[Activity] Lines below starting with the line with "pub struct RunContext" and going on through the line with "a fresh run." must be output exactly; the rest of the records must be left out.

[Record excerpts]
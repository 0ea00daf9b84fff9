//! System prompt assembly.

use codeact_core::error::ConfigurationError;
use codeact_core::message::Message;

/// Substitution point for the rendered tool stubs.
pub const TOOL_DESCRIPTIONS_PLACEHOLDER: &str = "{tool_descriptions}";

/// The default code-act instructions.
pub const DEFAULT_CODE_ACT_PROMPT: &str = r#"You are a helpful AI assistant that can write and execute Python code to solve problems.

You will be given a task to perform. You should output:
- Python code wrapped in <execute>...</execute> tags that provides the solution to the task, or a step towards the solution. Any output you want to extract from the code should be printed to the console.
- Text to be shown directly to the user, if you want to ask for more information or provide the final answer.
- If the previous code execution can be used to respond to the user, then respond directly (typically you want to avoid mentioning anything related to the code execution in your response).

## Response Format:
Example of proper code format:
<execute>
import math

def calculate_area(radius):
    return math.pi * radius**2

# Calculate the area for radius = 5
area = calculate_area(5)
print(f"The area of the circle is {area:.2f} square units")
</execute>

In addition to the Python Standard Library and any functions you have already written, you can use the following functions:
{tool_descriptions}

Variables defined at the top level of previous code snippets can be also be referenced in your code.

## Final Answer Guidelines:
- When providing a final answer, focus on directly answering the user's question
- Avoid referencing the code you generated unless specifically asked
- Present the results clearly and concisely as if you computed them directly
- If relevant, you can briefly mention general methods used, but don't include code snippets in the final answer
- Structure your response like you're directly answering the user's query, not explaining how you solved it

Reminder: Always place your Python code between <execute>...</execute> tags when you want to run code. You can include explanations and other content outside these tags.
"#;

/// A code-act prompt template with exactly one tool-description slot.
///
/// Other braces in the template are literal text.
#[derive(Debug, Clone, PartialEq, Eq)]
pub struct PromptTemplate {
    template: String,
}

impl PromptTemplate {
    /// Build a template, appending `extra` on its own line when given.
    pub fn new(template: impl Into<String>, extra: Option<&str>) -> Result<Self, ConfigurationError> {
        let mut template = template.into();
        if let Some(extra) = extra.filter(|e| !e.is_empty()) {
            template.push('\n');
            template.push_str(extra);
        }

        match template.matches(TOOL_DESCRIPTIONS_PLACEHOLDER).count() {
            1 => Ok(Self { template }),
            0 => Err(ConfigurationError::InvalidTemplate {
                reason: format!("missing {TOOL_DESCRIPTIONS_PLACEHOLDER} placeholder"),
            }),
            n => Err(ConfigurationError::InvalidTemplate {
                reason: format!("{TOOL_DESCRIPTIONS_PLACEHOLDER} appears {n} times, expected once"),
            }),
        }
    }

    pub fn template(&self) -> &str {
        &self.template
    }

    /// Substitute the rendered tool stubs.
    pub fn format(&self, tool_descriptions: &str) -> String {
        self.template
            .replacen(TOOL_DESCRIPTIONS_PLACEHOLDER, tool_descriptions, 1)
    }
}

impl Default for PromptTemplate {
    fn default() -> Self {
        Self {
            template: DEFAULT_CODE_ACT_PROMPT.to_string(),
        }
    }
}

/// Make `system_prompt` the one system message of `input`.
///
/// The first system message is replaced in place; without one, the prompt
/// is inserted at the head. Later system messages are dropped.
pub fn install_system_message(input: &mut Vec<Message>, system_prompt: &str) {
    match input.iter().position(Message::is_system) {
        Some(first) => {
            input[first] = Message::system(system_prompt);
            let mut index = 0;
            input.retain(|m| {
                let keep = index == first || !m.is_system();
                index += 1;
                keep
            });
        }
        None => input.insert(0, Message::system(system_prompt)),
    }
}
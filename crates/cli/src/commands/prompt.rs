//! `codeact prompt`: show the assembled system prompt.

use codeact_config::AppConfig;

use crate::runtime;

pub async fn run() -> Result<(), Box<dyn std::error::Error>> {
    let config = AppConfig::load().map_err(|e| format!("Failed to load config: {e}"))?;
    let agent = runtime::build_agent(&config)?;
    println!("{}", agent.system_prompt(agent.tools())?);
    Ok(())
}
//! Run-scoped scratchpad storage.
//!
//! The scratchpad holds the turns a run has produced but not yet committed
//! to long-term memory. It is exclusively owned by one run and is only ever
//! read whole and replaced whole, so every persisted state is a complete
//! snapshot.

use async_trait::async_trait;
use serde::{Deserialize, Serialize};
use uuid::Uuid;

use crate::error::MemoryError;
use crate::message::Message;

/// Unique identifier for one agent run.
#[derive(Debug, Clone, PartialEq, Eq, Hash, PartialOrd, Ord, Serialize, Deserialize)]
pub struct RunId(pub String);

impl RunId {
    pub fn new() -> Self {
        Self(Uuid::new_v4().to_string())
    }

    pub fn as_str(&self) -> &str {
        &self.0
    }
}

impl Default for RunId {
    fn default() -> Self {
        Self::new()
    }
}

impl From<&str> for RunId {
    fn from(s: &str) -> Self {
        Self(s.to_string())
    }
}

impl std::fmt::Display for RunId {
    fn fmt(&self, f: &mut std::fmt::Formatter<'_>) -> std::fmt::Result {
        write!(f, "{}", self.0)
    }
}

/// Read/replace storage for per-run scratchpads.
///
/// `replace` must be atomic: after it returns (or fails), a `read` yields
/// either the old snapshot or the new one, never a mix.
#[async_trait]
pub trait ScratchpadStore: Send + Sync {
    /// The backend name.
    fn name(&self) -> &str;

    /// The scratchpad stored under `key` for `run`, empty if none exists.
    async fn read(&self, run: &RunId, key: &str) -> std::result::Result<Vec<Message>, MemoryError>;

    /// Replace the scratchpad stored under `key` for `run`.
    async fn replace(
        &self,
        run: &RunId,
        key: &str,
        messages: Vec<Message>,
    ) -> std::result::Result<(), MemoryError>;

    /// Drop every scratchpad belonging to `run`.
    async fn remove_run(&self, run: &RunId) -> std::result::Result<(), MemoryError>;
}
--
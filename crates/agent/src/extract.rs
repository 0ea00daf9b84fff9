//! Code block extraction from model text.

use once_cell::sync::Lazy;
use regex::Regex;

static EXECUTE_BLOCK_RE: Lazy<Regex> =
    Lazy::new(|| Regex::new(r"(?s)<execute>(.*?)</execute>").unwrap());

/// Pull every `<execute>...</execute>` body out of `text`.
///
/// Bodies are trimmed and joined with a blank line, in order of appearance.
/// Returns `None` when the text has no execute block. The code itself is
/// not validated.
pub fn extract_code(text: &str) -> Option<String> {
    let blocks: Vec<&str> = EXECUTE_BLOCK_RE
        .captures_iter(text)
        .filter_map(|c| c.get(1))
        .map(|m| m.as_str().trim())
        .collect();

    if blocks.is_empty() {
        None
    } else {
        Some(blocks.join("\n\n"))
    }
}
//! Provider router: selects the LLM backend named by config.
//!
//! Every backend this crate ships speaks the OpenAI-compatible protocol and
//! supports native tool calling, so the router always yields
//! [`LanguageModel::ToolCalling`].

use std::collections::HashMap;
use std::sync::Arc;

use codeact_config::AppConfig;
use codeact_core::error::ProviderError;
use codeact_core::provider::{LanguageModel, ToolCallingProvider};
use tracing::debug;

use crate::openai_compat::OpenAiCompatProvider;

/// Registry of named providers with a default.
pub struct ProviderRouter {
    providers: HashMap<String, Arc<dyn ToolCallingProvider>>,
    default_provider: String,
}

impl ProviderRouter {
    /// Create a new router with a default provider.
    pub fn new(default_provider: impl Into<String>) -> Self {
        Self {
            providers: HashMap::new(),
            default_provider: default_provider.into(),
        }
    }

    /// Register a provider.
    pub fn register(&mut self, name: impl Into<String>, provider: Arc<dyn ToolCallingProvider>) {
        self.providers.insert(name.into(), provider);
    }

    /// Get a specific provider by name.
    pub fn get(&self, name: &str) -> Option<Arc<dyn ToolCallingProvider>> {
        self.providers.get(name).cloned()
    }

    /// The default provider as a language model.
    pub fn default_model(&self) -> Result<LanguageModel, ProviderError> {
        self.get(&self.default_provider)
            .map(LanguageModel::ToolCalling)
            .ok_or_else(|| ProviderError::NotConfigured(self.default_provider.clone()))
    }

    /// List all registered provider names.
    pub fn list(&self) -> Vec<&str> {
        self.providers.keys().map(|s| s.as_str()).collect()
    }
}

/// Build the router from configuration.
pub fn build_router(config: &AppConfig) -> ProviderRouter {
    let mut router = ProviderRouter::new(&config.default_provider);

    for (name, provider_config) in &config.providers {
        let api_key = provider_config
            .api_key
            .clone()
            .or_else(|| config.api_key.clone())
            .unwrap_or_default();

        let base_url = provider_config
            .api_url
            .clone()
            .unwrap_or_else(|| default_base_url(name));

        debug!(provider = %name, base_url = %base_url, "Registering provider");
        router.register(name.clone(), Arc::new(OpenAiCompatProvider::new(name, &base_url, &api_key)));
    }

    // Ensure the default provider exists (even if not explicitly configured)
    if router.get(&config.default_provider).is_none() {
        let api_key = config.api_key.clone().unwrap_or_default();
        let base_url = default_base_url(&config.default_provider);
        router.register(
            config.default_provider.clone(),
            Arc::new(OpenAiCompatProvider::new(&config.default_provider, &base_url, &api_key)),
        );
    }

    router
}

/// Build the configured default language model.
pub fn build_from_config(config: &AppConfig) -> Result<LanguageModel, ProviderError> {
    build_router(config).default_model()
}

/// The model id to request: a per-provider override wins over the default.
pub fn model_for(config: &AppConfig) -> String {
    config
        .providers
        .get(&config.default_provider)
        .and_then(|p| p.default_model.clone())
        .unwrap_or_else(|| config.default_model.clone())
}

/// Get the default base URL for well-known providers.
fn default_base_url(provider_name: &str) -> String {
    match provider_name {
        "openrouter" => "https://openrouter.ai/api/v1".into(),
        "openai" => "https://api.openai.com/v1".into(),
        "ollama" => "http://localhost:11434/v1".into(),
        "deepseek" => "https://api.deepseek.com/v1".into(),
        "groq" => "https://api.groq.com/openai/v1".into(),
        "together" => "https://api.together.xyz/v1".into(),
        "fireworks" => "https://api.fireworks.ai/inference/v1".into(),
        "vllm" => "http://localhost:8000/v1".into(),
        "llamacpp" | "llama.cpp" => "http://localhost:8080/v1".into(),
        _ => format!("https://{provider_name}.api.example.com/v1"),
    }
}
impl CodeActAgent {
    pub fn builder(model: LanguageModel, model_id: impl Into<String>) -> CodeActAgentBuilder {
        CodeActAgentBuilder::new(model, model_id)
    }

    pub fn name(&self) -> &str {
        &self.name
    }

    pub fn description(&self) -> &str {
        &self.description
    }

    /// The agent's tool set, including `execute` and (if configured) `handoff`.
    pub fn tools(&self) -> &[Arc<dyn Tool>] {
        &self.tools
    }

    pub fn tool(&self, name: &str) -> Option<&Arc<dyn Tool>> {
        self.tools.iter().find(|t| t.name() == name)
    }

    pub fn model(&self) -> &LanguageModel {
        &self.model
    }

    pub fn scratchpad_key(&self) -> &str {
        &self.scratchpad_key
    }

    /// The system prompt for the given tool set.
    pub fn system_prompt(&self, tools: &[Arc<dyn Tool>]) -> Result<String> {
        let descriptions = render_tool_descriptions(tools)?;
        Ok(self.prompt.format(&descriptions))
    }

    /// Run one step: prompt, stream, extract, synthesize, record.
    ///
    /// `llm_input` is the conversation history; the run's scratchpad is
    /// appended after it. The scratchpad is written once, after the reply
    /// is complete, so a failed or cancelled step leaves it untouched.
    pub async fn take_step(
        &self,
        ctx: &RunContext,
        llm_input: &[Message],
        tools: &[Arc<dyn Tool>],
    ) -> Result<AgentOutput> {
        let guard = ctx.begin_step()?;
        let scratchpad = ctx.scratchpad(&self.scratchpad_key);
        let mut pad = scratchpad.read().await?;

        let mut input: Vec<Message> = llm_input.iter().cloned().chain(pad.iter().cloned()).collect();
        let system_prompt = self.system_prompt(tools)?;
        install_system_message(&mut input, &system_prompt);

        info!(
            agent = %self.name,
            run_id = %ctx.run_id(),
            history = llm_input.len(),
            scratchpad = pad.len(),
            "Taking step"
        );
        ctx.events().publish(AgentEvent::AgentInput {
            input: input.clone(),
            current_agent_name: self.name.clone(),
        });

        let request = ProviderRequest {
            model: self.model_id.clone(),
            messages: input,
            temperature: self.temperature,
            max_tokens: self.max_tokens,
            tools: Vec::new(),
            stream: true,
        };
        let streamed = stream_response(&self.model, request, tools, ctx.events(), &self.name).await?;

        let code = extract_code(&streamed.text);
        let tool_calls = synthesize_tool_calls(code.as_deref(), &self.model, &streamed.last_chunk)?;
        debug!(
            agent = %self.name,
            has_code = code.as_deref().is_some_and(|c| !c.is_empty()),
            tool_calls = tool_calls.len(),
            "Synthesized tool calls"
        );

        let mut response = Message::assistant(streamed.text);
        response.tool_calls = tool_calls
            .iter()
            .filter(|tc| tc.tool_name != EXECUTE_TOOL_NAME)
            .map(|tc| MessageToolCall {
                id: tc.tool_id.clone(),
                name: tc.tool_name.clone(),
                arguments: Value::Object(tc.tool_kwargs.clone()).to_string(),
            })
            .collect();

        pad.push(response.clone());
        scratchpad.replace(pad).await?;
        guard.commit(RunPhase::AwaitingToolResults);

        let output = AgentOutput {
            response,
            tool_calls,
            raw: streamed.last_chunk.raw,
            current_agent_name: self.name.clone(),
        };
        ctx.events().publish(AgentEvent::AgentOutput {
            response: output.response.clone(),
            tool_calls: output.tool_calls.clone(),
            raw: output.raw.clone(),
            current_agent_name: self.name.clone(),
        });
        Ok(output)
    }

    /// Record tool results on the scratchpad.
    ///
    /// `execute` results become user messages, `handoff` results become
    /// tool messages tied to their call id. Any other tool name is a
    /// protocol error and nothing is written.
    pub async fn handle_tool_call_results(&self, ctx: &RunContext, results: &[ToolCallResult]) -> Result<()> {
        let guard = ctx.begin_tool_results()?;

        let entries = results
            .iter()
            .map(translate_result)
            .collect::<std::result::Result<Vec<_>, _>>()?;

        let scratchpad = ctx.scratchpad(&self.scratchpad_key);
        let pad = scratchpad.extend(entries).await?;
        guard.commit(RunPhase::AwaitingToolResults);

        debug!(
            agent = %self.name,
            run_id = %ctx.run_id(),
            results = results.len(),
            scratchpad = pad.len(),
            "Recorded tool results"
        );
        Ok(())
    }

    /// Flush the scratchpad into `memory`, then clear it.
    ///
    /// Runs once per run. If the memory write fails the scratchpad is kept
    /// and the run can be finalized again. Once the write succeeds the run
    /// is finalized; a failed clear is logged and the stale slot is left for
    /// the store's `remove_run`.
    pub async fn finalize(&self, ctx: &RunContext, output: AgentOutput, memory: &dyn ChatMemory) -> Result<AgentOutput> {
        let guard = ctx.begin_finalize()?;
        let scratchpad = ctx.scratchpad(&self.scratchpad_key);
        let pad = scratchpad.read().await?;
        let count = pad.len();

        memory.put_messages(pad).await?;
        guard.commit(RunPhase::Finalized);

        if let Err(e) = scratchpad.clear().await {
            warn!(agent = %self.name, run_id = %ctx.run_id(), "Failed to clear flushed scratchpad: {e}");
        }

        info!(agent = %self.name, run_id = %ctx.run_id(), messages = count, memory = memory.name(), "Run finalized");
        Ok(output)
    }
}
...
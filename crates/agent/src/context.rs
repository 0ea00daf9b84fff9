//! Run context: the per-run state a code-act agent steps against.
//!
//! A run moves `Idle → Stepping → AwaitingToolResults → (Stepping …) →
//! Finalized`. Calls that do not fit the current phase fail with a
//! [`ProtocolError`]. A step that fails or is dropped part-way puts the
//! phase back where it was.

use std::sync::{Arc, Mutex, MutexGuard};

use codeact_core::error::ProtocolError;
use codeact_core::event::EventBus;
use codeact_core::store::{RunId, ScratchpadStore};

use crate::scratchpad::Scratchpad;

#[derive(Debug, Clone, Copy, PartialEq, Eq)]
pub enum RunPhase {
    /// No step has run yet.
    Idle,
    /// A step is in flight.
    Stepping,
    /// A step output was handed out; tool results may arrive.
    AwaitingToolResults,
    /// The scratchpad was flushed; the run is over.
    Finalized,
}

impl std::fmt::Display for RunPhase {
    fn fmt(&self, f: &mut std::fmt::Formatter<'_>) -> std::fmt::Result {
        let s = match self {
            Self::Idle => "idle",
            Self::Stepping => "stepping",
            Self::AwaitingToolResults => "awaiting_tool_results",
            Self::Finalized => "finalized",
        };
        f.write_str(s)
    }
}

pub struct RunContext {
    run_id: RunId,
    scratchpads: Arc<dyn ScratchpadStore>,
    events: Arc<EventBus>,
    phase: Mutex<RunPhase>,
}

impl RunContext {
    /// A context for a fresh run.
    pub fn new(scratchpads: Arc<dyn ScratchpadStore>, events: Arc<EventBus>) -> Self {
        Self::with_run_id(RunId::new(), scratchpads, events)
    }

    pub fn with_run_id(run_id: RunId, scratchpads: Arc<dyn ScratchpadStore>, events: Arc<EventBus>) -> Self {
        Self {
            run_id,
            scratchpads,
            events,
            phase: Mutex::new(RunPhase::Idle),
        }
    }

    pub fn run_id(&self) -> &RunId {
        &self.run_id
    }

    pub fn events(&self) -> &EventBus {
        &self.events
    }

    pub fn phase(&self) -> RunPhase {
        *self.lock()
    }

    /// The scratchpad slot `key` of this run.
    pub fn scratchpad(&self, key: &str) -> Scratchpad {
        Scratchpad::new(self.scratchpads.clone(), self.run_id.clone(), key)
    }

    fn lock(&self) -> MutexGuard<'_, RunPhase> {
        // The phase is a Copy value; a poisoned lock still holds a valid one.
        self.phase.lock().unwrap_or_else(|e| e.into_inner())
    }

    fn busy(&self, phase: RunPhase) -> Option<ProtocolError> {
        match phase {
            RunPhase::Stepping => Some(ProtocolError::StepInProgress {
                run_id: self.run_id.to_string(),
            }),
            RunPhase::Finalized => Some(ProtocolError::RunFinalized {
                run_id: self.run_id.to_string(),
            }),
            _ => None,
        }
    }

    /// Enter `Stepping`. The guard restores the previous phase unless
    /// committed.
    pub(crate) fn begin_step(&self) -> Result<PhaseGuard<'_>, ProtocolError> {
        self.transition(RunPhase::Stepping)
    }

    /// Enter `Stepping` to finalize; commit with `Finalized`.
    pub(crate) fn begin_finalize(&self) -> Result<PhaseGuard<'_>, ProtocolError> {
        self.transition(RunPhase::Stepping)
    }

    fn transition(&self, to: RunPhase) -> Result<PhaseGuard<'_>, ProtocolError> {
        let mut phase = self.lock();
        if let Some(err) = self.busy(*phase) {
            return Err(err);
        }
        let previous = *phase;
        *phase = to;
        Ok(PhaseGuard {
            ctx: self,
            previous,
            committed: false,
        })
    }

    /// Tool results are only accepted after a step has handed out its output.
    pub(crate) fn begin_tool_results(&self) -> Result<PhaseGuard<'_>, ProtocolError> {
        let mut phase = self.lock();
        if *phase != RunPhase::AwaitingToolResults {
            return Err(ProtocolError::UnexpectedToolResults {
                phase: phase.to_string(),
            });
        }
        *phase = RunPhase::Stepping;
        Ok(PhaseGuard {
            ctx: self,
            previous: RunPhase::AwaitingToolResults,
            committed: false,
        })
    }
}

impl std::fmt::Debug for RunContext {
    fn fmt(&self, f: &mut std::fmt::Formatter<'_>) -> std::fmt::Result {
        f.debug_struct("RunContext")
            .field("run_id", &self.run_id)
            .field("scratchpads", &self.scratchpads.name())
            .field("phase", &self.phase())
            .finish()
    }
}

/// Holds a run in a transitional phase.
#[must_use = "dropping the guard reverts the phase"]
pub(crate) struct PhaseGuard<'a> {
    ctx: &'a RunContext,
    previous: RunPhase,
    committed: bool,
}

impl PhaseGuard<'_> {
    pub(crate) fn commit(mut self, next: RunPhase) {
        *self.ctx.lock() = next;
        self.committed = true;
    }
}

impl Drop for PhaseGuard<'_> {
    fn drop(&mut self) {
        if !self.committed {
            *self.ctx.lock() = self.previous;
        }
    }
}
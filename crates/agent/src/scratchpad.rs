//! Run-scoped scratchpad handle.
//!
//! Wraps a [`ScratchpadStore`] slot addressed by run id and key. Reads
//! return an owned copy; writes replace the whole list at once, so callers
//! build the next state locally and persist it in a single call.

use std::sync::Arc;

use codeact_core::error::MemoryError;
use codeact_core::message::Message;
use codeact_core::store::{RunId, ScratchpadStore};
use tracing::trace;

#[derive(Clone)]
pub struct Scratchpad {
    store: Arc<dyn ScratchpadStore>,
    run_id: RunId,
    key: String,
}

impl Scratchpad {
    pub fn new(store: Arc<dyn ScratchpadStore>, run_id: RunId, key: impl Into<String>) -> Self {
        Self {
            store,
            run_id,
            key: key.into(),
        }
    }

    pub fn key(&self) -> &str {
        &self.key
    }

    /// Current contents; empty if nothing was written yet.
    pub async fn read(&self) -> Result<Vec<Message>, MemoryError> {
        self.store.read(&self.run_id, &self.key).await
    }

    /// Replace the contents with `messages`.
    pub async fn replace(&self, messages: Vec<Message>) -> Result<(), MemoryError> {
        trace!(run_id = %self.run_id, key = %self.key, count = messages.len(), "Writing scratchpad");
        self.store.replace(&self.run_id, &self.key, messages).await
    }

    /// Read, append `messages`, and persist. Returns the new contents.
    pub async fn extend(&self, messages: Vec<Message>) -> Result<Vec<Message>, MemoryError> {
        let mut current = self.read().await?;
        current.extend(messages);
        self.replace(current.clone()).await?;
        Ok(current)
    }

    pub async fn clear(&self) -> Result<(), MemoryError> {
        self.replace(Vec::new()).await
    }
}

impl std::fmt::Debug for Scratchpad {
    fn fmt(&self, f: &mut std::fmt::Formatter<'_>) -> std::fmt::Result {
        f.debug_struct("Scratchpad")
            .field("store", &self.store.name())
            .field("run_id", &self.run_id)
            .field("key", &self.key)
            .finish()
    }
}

[Result below]
pub struct RunContext {
    run_id: RunId,
    scratchpads: Arc<dyn ScratchpadStore>,
    events: Arc<EventBus>,
    phase: Mutex<RunPhase>,
}

impl RunContext {
    /// A context for a fresh run.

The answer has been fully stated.